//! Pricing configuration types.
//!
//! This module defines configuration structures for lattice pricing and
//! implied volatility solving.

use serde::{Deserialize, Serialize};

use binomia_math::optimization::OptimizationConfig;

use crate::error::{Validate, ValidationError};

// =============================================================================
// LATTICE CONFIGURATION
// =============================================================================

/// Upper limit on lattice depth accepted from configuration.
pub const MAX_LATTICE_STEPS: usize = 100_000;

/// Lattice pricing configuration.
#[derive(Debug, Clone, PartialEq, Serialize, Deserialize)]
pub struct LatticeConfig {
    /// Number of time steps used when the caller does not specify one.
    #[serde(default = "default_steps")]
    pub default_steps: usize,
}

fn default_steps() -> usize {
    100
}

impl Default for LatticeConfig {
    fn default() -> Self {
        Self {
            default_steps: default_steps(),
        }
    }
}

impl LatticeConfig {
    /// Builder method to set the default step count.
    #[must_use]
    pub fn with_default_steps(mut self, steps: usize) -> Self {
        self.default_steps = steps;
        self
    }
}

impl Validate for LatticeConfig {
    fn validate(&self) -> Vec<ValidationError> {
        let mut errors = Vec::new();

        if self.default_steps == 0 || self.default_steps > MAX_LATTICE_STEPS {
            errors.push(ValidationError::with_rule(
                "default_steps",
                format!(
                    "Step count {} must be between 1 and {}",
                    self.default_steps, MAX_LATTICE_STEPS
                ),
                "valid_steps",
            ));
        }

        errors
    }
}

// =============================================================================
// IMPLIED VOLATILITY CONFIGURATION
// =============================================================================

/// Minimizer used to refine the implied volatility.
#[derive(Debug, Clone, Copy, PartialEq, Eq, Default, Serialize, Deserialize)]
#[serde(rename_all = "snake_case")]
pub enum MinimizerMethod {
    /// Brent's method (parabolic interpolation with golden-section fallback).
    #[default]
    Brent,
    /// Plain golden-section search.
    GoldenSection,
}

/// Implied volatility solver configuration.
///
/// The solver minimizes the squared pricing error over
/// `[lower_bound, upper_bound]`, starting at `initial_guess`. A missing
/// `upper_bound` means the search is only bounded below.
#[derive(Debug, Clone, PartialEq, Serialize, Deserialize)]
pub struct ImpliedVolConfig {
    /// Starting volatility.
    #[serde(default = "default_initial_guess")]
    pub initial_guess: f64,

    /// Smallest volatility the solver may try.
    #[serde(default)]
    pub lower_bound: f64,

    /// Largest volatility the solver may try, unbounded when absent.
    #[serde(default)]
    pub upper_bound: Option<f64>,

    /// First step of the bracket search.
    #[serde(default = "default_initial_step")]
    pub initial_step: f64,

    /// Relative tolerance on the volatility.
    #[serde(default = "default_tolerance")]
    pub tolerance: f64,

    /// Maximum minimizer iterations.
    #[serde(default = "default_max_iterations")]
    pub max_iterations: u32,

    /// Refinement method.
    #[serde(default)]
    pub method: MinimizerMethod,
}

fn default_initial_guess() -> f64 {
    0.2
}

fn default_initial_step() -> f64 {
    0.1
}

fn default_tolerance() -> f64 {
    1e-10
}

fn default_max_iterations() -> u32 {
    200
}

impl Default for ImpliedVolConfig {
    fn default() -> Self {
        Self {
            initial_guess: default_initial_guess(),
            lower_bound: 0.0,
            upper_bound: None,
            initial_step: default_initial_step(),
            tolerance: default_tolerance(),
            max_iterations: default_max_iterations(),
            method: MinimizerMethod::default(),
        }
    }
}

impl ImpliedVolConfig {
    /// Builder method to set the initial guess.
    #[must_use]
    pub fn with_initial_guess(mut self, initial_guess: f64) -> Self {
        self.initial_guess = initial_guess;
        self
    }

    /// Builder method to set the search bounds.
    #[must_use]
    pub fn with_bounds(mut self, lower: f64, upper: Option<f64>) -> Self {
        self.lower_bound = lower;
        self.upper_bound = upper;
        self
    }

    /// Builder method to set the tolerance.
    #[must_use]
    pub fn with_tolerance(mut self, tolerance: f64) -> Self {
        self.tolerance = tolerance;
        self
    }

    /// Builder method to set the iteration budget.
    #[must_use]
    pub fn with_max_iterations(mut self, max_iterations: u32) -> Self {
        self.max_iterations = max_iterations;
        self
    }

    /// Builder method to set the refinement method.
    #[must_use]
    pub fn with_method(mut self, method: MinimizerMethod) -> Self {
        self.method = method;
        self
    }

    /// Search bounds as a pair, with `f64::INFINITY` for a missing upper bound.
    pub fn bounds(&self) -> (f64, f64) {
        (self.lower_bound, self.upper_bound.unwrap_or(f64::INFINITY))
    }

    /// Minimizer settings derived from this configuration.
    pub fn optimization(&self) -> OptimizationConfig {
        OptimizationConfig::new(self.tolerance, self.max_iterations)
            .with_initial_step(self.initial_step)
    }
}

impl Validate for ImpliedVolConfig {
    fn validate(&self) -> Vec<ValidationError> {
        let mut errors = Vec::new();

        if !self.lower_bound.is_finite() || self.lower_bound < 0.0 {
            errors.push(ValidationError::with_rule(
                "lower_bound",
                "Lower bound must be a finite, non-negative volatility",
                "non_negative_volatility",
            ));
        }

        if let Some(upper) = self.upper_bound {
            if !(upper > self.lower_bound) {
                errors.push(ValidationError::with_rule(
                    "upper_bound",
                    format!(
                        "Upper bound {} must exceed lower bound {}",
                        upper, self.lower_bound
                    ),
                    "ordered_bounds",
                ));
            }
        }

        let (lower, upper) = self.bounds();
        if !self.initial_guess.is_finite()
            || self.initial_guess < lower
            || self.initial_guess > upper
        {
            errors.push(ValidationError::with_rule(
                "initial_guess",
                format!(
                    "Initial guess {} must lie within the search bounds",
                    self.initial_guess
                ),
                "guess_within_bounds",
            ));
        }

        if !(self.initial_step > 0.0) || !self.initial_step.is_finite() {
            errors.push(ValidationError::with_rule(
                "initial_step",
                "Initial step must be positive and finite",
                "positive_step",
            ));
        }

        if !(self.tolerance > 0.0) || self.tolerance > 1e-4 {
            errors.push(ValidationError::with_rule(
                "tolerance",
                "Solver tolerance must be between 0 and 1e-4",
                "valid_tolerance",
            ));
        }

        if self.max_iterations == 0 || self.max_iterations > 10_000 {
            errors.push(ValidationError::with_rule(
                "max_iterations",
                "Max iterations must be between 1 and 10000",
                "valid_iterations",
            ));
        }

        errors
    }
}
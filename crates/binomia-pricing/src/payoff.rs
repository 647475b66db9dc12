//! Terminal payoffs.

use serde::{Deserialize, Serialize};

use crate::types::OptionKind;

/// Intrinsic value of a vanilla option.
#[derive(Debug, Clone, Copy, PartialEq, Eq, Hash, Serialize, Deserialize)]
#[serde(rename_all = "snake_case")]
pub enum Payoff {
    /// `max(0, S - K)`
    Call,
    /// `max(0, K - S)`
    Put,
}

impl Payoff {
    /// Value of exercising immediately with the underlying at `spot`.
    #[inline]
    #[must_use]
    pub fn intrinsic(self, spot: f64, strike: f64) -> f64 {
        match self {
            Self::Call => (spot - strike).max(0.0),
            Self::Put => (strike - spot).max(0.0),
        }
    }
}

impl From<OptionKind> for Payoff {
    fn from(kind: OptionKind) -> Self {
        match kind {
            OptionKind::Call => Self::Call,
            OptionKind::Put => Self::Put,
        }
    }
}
|---|
Task objective - Can you write out the lines above, from the first one through the one containing "Lattice pricing configuration.", exactly as they appear and nothing more?

Answer to this problem -
//! Pricing configuration types.
//!
//! This module defines configuration structures for lattice pricing and
//! implied volatility solving.

use serde::{Deserialize, Serialize};

use binomia_math::optimization::OptimizationConfig;

use crate::error::{Validate, ValidationError};

// =============================================================================
// LATTICE CONFIGURATION
// =============================================================================

/// Upper limit on lattice depth accepted from configuration.
pub const MAX_LATTICE_STEPS: usize = 100_000;

/// Lattice pricing configuration.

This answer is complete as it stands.